→ **Listed entries**
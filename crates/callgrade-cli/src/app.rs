use anyhow::{Context, Result};
use std::path::Path;
use std::sync::Arc;

use callgrade_core::{
    Analyzer, ClientConfig, GeminiBackend, MAX_CREDENTIALS, Payload, ResilientClient, Settings,
};

/// Everything a command needs to talk to the service
pub struct RunConfig {
    pub client: ClientConfig,
    pub language: String,
}

/// Merge environment overrides into `settings`.
///
/// `GEMINI_API_KEY` and `GEMINI_API_KEY_1` .. `GEMINI_API_KEY_20` are
/// appended after keys from the settings file, skipping duplicates.
/// `GEMINI_MODELS` (comma separated) and `CALLGRADE_LANGUAGE` replace the
/// configured values.
pub fn apply_env<F>(settings: &mut Settings, lookup: F)
where
    F: Fn(&str) -> Option<String>,
{
    let numbered = (1..=MAX_CREDENTIALS).map(|i| format!("GEMINI_API_KEY_{i}"));
    for var in std::iter::once("GEMINI_API_KEY".to_string()).chain(numbered) {
        if let Some(key) = lookup(&var) {
            settings.add_api_key(&key);
        }
    }

    if let Some(models) = lookup("GEMINI_MODELS") {
        let models: Vec<String> = models
            .split(',')
            .map(str::trim)
            .filter(|m| !m.is_empty())
            .map(String::from)
            .collect();
        if !models.is_empty() {
            settings.models = models;
        }
    }

    if let Some(language) = lookup("CALLGRADE_LANGUAGE") {
        if !language.trim().is_empty() {
            settings.language = language.trim().to_string();
        }
    }
}

/// Load settings, `.env`, and environment into a validated configuration.
///
/// Exits with guidance when no key is configured.
pub fn load_run_config(language: Option<String>) -> Result<RunConfig> {
    let mut settings = Settings::load()?;
    // A missing .env file is normal
    let _ = dotenvy::dotenv();
    apply_env(&mut settings, |var| std::env::var(var).ok());

    if settings.api_keys.is_empty() {
        eprintln!("Error: No Gemini API key configured.");
        eprintln!("\nAdd keys with:");
        eprintln!("  callgrade setup\n");
        eprintln!("Or set GEMINI_API_KEY (or GEMINI_API_KEY_1 .. GEMINI_API_KEY_20).");
        std::process::exit(1);
    }

    let client = settings
        .client_config()
        .with_context(|| format!("Invalid configuration in {}", Settings::path().display()))?;

    tracing::debug!(
        credentials = client.credentials.len(),
        models = client.models.len(),
        "Configuration loaded"
    );

    Ok(RunConfig {
        client,
        language: language.unwrap_or(settings.language),
    })
}

/// Build an analyzer over the Gemini backend.
pub fn build_analyzer(config: &ClientConfig) -> Result<Analyzer> {
    let backend = GeminiBackend::new(&config.endpoint)?;
    Ok(Analyzer::new(ResilientClient::from_config(
        config,
        Arc::new(backend),
    )))
}

/// Read a call recording or transcript.
pub fn load_payload(path: &Path) -> Result<Payload> {
    let extension = path
        .extension()
        .and_then(|e| e.to_str())
        .map(|e| e.to_lowercase());

    match extension.as_deref() {
        Some("txt") | Some("md") => {
            let text = std::fs::read_to_string(path)
                .with_context(|| format!("Failed to read transcript {}", path.display()))?;
            if text.trim().is_empty() {
                anyhow::bail!("Transcript {} is empty", path.display());
            }
            Ok(Payload::Text(text))
        }
        Some(ext) => {
            let Some(mime_type) = Payload::audio_mime_for_extension(ext) else {
                anyhow::bail!(
                    "Unsupported file format: .{}\nSupported: wav, mp3, m4a, aac, ogg, flac, aiff, txt",
                    ext
                );
            };
            let data = std::fs::read(path)
                .with_context(|| format!("Failed to read audio file {}", path.display()))?;
            Ok(Payload::Audio {
                data,
                mime_type: mime_type.to_string(),
            })
        }
        None => anyhow::bail!("File has no extension. Please provide an audio file or a .txt transcript."),
    }
}
//! Full call analysis: four aspect judgments aggregated into a report.

use anyhow::Result;
use console::style;

use callgrade_core::{Aspect, Indicator, PerformanceReport};

use super::{cancel_on_ctrl_c, report_failure};
use crate::app;
use crate::args::AnalyzeArgs;

pub async fn run(args: AnalyzeArgs) -> Result<()> {
    let config = app::load_run_config(args.input.language.clone())?;
    let payload = app::load_payload(&args.input.file)?;
    let analyzer = app::build_analyzer(&config.client)?;
    let cancel = cancel_on_ctrl_c();

    match analyzer
        .analyze(&payload, &config.language, args.schedule, &cancel)
        .await
    {
        Ok(report) => print_report(&report, args.json),
        Err(err) => {
            report_failure(&err);
            std::process::exit(1);
        }
    }
}

/// Print a report as JSON or as a human-readable summary.
pub fn print_report(report: &PerformanceReport, json: bool) -> Result<()> {
    if json {
        println!("{}", serde_json::to_string_pretty(report)?);
        return Ok(());
    }

    println!();
    for aspect in Aspect::all() {
        let score = report.aspect(*aspect);
        println!(
            "{:<14} {:>2}/10  {}",
            style(aspect.display_name()).bold(),
            score.normalized_score,
            score.judgment.justification
        );
    }
    println!();

    let marker = match report.indicator() {
        Indicator::Pass => style("✓").green().bold(),
        Indicator::Warn => style("!").yellow().bold(),
    };
    println!(
        "{} Overall: {}/10 ({})",
        marker, report.overall_score, report.overall_label
    );
    Ok(())
}
//! Analysis sessions: four aspect requests in, one report out.
//!
//! Each aspect is its own logical request against the shared resilient
//! client. The aspects share no state beyond the credential pool, so they
//! can run one after another or concurrently.

use futures_util::future::join_all;
use serde::{Deserialize, Serialize};
use std::fmt;
use std::str::FromStr;
use tokio_util::sync::CancellationToken;

use crate::aspect::{Aspect, AspectJudgment, extract_json_object};
use crate::client::ResilientClient;
use crate::error::{AnalysisError, ParseError};
use crate::provider::{GenerationRequest, Payload};
use crate::scoring::{AspectSet, PerformanceReport};

/// How the four aspect requests are scheduled.
#[derive(Debug, Clone, Copy, PartialEq, Eq, Default, Serialize, Deserialize)]
#[serde(rename_all = "lowercase")]
pub enum Schedule {
    #[default]
    Sequential,
    Concurrent,
}

impl fmt::Display for Schedule {
    fn fmt(&self, f: &mut fmt::Formatter<'_>) -> fmt::Result {
        match self {
            Schedule::Sequential => write!(f, "sequential"),
            Schedule::Concurrent => write!(f, "concurrent"),
        }
    }
}

impl FromStr for Schedule {
    type Err = String;

    fn from_str(s: &str) -> Result<Self, Self::Err> {
        match s.to_lowercase().as_str() {
            "sequential" => Ok(Schedule::Sequential),
            "concurrent" | "parallel" => Ok(Schedule::Concurrent),
            _ => Err(format!(
                "Unknown schedule: {}. Use 'sequential' or 'concurrent'",
                s
            )),
        }
    }
}

/// Transcription, English translation, and summary of a call.
#[derive(Debug, Clone, PartialEq, Serialize, Deserialize)]
#[serde(rename_all = "camelCase")]
pub struct Transcript {
    pub transcription: String,
    #[serde(default)]
    pub translation: String,
    #[serde(default)]
    pub summary: String,
    #[serde(default)]
    pub source_language: String,
}

impl Transcript {
    fn prompt(language: &str) -> String {
        format!(
            "Transcribe this customer-service call, which is in {language}. \
             Label each turn with \"Agent:\" or \"Customer:\". Then translate the \
             transcription into English and write a three-sentence summary of the \
             customer's issue and how it was handled.\n\n\
             Respond with only a JSON object of the form \
             {{\"transcription\": \"...\", \"translation\": \"...\", \"summary\": \"...\"}}."
        )
    }

    fn parse(language: &str, response: &str) -> Result<Self, ParseError> {
        let mut transcript: Transcript = serde_json::from_str(extract_json_object(response)?)?;
        transcript.source_language = language.to_string();
        Ok(transcript)
    }
}

/// Runs analysis sessions over one resilient client.
#[derive(Clone)]
pub struct Analyzer {
    client: ResilientClient,
}

impl Analyzer {
    pub fn new(client: ResilientClient) -> Self {
        Self { client }
    }

    pub fn client(&self) -> &ResilientClient {
        &self.client
    }

    /// Obtain one aspect's judgment.
    pub async fn judge(
        &self,
        aspect: Aspect,
        payload: &Payload,
        language: &str,
        cancel: &CancellationToken,
    ) -> Result<AspectJudgment, AnalysisError> {
        let request = GenerationRequest::json(aspect.prompt(language), payload);
        let completion = self
            .client
            .execute_cancellable(&request, |text| AspectJudgment::parse(aspect, text), cancel)
            .await
            .map_err(|source| AnalysisError::Aspect { aspect, source })?;

        tracing::info!(
            aspect = %aspect,
            score = completion.value.raw_score,
            attempts = completion.attempts.len(),
            "Aspect judged"
        );
        Ok(completion.value)
    }

    /// Judge all four aspects and aggregate them into a report.
    ///
    /// Fails with the first aspect (in report order) whose request failed.
    pub async fn analyze(
        &self,
        payload: &Payload,
        language: &str,
        schedule: Schedule,
        cancel: &CancellationToken,
    ) -> Result<PerformanceReport, AnalysisError> {
        tracing::info!(%schedule, backend = self.client.backend_name(), "Starting call analysis");

        let results = match schedule {
            Schedule::Sequential => {
                let mut results = Vec::with_capacity(Aspect::all().len());
                for aspect in Aspect::all() {
                    let result = self.judge(*aspect, payload, language, cancel).await;
                    let failed = result.is_err();
                    results.push(result);
                    if failed {
                        break;
                    }
                }
                results
            }
            Schedule::Concurrent => {
                join_all(
                    Aspect::all()
                        .iter()
                        .map(|aspect| self.judge(*aspect, payload, language, cancel)),
                )
                .await
            }
        };

        let mut set = AspectSet::new();
        for result in results {
            set.insert(result?);
        }
        let judgments = set.complete().map_err(AnalysisError::Incomplete)?;
        let report = PerformanceReport::aggregate(&judgments);

        tracing::info!(
            overall_score = report.overall_score,
            label = %report.overall_label,
            "Call analysis complete"
        );
        Ok(report)
    }

    /// Transcribe, translate, and summarize the call.
    pub async fn transcribe(
        &self,
        payload: &Payload,
        language: &str,
        cancel: &CancellationToken,
    ) -> Result<Transcript, AnalysisError> {
        let request = GenerationRequest::json(Transcript::prompt(language), payload);
        self.client
            .execute_cancellable(&request, |text| Transcript::parse(language, text), cancel)
            .await
            .map(|completion| completion.value)
            .map_err(AnalysisError::Transcript)
    }
}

→ **Work required**
Copy the lines of the data above exactly as written, beginning with the line containing "the shared resilient" and ending with the line containing "impl FromStr for", and leave out all other lines.

→ **Expected answer**
//! Each aspect is its own logical request against the shared resilient
//! client. The aspects share no state beyond the credential pool, so they
//! can run one after another or concurrently.

use futures_util::future::join_all;
use serde::{Deserialize, Serialize};
use std::fmt;
use std::str::FromStr;
use tokio_util::sync::CancellationToken;

use crate::aspect::{Aspect, AspectJudgment, extract_json_object};
use crate::client::ResilientClient;
use crate::error::{AnalysisError, ParseError};
use crate::provider::{GenerationRequest, Payload};
use crate::scoring::{AspectSet, PerformanceReport};

/// How the four aspect requests are scheduled.
#[derive(Debug, Clone, Copy, PartialEq, Eq, Default, Serialize, Deserialize)]
#[serde(rename_all = "lowercase")]
pub enum Schedule {
    #[default]
    Sequential,
    Concurrent,
}

impl fmt::Display for Schedule {
    fn fmt(&self, f: &mut fmt::Formatter<'_>) -> fmt::Result {
        match self {
            Schedule::Sequential => write!(f, "sequential"),
            Schedule::Concurrent => write!(f, "concurrent"),
        }
    }
}

impl FromStr for Schedule {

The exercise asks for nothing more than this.